But I keep washing and washing and washing, as the smell floods my mouth, as if I’d licked the dead ferret’s b*tthole.
Ohhhh momma!
After many minutes of effort and agony, I finally get my glasses clean. I spray cologne on myself and all over the bathroom, as I hear the Missus calling me to dinner.
Miraculously, there is not a single mention of Ferrell B*tthole Aroma, because the Missus is replaying Christmas memories in her head.
After dinner, I quietly go on line to see a) if I am likely to die or become a werewolf (no), and b) Can I still submit the tail for the Hunting and Fishing NZ contest? (No, because the MOFO stupid deadline has passed!!!)
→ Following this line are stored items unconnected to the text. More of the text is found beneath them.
use std::{fmt, str::FromStr};

use chrono::NaiveDate;
use serde::{Deserialize, Serialize};

use crate::validation::ValidationError;

/// Todo as exposed over the HTTP API.
///
/// Values are kept as stored so rows written before validation existed still
/// render; typed enums are only enforced on the way in.
#[derive(Debug, Clone, PartialEq, Eq, Serialize, Deserialize)]
#[serde(rename_all = "camelCase")]
pub struct Todo {
    pub id: i64,
    pub todo: Option<String>,
    pub priority: Option<String>,
    pub status: Option<String>,
    pub category: Option<String>,
    pub due_date: Option<String>,
}

/// Progress state of a todo.
#[derive(Debug, Clone, Copy, PartialEq, Eq, Serialize, Deserialize)]
pub enum TodoStatus {
    #[serde(rename = "TO DO", alias = "TO_DO")]
    ToDo,
    #[serde(rename = "IN PROGRESS", alias = "IN_PROGRESS")]
    InProgress,
    #[serde(rename = "DONE")]
    Done,
}

impl TodoStatus {
    /// Returns the canonical database representation for the status.
    pub fn as_str(self) -> &'static str {
        match self {
            Self::ToDo => "TO DO",
            Self::InProgress => "IN PROGRESS",
            Self::Done => "DONE",
        }
    }
}

impl FromStr for TodoStatus {
    type Err = ValidationError;

    fn from_str(value: &str) -> Result<Self, Self::Err> {
        match value {
            "TO DO" | "TO_DO" => Ok(Self::ToDo),
            "IN PROGRESS" | "IN_PROGRESS" => Ok(Self::InProgress),
            "DONE" => Ok(Self::Done),
            _ => Err(ValidationError::InvalidStatus),
        }
    }
}

/// Urgency of a todo.
#[derive(Debug, Clone, Copy, PartialEq, Eq, Serialize, Deserialize)]
#[serde(rename_all = "SCREAMING_SNAKE_CASE")]
pub enum TodoPriority {
    High,
    Medium,
    Low,
}

impl TodoPriority {
    pub fn as_str(self) -> &'static str {
        match self {
            Self::High => "HIGH",
            Self::Medium => "MEDIUM",
            Self::Low => "LOW",
        }
    }
}

impl FromStr for TodoPriority {
    type Err = ValidationError;

    fn from_str(value: &str) -> Result<Self, Self::Err> {
        match value {
            "HIGH" => Ok(Self::High),
            "MEDIUM" => Ok(Self::Medium),
            "LOW" => Ok(Self::Low),
            _ => Err(ValidationError::InvalidPriority),
        }
    }
}

/// Area of life a todo belongs to.
#[derive(Debug, Clone, Copy, PartialEq, Eq, Serialize, Deserialize)]
#[serde(rename_all = "SCREAMING_SNAKE_CASE")]
pub enum TodoCategory {
    Work,
    Home,
    Learning,
}

impl TodoCategory {
    pub fn as_str(self) -> &'static str {
        match self {
            Self::Work => "WORK",
            Self::Home => "HOME",
            Self::Learning => "LEARNING",
        }
    }
}

impl FromStr for TodoCategory {
    type Err = ValidationError;

    fn from_str(value: &str) -> Result<Self, Self::Err> {
        match value {
            "WORK" => Ok(Self::Work),
            "HOME" => Ok(Self::Home),
            "LEARNING" => Ok(Self::Learning),
            _ => Err(ValidationError::InvalidCategory),
        }
    }
}

macro_rules! display_as_str {
    ($($ty:ty),*) => {
        $(impl fmt::Display for $ty {
            fn fmt(&self, f: &mut fmt::Formatter<'_>) -> fmt::Result {
                f.write_str(self.as_str())
            }
        })*
    };
}

display_as_str!(TodoStatus, TodoPriority, TodoCategory);

/// Validated payload for inserting a todo.
#[derive(Debug, Clone, PartialEq, Eq)]
pub struct NewTodo {
    pub id: i64,
    pub todo: String,
    pub category: Option<TodoCategory>,
    pub priority: Option<TodoPriority>,
    pub status: Option<TodoStatus>,
    pub due_date: Option<NaiveDate>,
}

/// Validated criteria for listing todos.
///
/// `search` is a case-sensitive substring of the description; the empty
/// string matches every row that has a description.
#[derive(Debug, Clone, Default, PartialEq, Eq)]
pub struct TodoFilter {
    pub status: Option<TodoStatus>,
    pub priority: Option<TodoPriority>,
    pub category: Option<TodoCategory>,
    pub search: String,
}

#[cfg(test)]
mod tests {
    use super::*;
    use serde_json::json;

    #[test]
    fn todo_serializes_with_camel_case_due_date() {
        let todo = Todo {
            id: 1,
            todo: Some("Learn Rust".to_string()),
            priority: Some("HIGH".to_string()),
            status: Some("TO DO".to_string()),
            category: Some("LEARNING".to_string()),
            due_date: Some("2023-01-05".to_string()),
        };

        let value = serde_json::to_value(&todo).unwrap();
        assert_eq!(
            value,
            json!({
                "id": 1,
                "todo": "Learn Rust",
                "priority": "HIGH",
                "status": "TO DO",
                "category": "LEARNING",
                "dueDate": "2023-01-05",
            })
        );
    }

    #[test]
    fn status_accepts_underscore_aliases() {
        assert_eq!("TO_DO".parse::<TodoStatus>(), Ok(TodoStatus::ToDo));
        assert_eq!("IN PROGRESS".parse::<TodoStatus>(), Ok(TodoStatus::InProgress));
        assert_eq!(TodoStatus::InProgress.as_str(), "IN PROGRESS");
        let parsed: TodoStatus = serde_json::from_value(json!("IN_PROGRESS")).unwrap();
        assert_eq!(parsed, TodoStatus::InProgress);
    }

    #[test]
    fn enum_parsing_is_exact() {
        assert_eq!("done".parse::<TodoStatus>(), Err(ValidationError::InvalidStatus));
        assert_eq!("URGENT".parse::<TodoPriority>(), Err(ValidationError::InvalidPriority));
        assert_eq!("Work".parse::<TodoCategory>(), Err(ValidationError::InvalidCategory));
        assert_eq!("LEARNING".parse::<TodoCategory>(), Ok(TodoCategory::Learning));
        assert_eq!(TodoPriority::Medium.to_string(), "MEDIUM");
    }
}
use std::{
    fmt,
    sync::{Mutex, OnceLock},
    time::Instant,
};

use metrics::{counter, describe_counter, describe_gauge};
use metrics_exporter_prometheus::{BuildError, PrometheusBuilder, PrometheusHandle};
use tracing_subscriber::{
    fmt::{self as tracing_fmt, time::UtcTime},
    layer::SubscriberExt,
    util::{SubscriberInitExt, TryInitError},
    EnvFilter, Layer,
};

use todo_api_util::{AppConfig, Environment};

use crate::service::ServiceError;

const BUILD_VERSION: &str = env!("CARGO_PKG_VERSION");
const REQUESTS_TOTAL: &str = "todo_requests_total";

static TRACING_INIT: OnceLock<()> = OnceLock::new();
static RECORDER: OnceLock<PrometheusHandle> = OnceLock::new();
static RECORDER_GUARD: Mutex<()> = Mutex::new(());
static STARTED_AT: OnceLock<Instant> = OnceLock::new();

#[derive(Debug)]
pub enum TelemetryError {
    Tracing(TryInitError),
    Metrics(BuildError),
}

impl fmt::Display for TelemetryError {
    fn fmt(&self, f: &mut fmt::Formatter<'_>) -> fmt::Result {
        match self {
            Self::Tracing(err) => write!(f, "failed to initialize tracing: {err}"),
            Self::Metrics(err) => write!(f, "failed to initialize prometheus recorder: {err}"),
        }
    }
}

impl std::error::Error for TelemetryError {}

/// Installs the global subscriber: pretty output outside production, JSON
/// lines in production. `RUST_LOG` overrides the default `info` filter.
pub fn init_tracing(config: &AppConfig) -> Result<(), TelemetryError> {
    if TRACING_INIT.get().is_some() {
        return Ok(());
    }

    let filter = EnvFilter::try_from_default_env().unwrap_or_else(|_| EnvFilter::new("info"));
    let base = tracing_fmt::layer()
        .with_target(false)
        .with_level(true)
        .with_timer(UtcTime::rfc_3339());
    let fmt_layer = match config.environment {
        Environment::Production => base.json().boxed(),
        Environment::Development | Environment::Test => base.pretty().boxed(),
    };

    tracing_subscriber::registry()
        .with(filter)
        .with(fmt_layer)
        .try_init()
        .map_err(TelemetryError::Tracing)?;

    TRACING_INIT.set(()).ok();
    tracing::info!(
        stage = "telemetry",
        env = %config.environment.as_str(),
        version = BUILD_VERSION,
        "tracing initialized"
    );
    Ok(())
}

/// Installs the Prometheus recorder once per process and returns its handle.
pub fn init_metrics() -> Result<PrometheusHandle, TelemetryError> {
    if let Some(handle) = RECORDER.get() {
        return Ok(handle.clone());
    }

    let _guard = RECORDER_GUARD.lock().unwrap_or_else(|poisoned| poisoned.into_inner());
    if let Some(handle) = RECORDER.get() {
        return Ok(handle.clone());
    }

    let handle = PrometheusBuilder::new()
        .install_recorder()
        .map_err(TelemetryError::Metrics)?;
    RECORDER.set(handle.clone()).ok();

    describe_gauge!("app_build_info", "Build metadata for the running binary");
    describe_gauge!("app_uptime_seconds", "Seconds since the process started");
    describe_counter!(
        REQUESTS_TOTAL,
        "Count of todo service operations, labelled by operation and result"
    );
    STARTED_AT.get_or_init(Instant::now);

    Ok(handle)
}

/// Counts one todo operation and hands the result back unchanged.
pub fn observe<T>(op: &'static str, result: Result<T, ServiceError>) -> Result<T, ServiceError> {
    let outcome = match &result {
        Ok(_) => "ok",
        Err(err) => err.metric_label(),
    };
    counter!(REQUESTS_TOTAL, "op" => op, "result" => outcome).increment(1);
    result
}

/// Renders the registry followed by build and uptime gauges.
pub fn render_metrics(handle: &PrometheusHandle) -> String {
    let mut body = handle.render();
    if !body.is_empty() && !body.ends_with('\n') {
        body.push('\n');
    }

    let uptime = STARTED_AT
        .get()
        .map(|start| start.elapsed().as_secs_f64())
        .unwrap_or_default();
    body.push_str(&format!(
        "# TYPE app_build_info gauge\napp_build_info{{version=\"{BUILD_VERSION}\"}} 1\n\
         # TYPE app_uptime_seconds gauge\napp_uptime_seconds {uptime}\n"
    ));

    body
}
But I can keep the tail in a plastic bag in the freezer until November 1 and submit it for the 2025 contest. And you can bet your booties I shall do just that.
Why not? We all know the Missus won’t notice a pungent ferret tail bagged up in her freezer, right? Amiright?
Lord have mercy.
(Editor's note: I held onto this story for 10 days to make sure I hadn't karked it, mutated into a werewolf or gone blind. I did not. But while proofreading the story, the taste filled my mouth like on the day of the spray...)
(Editor's note: Not from an of my Okie Boomer books. Just something from the farm for fun...)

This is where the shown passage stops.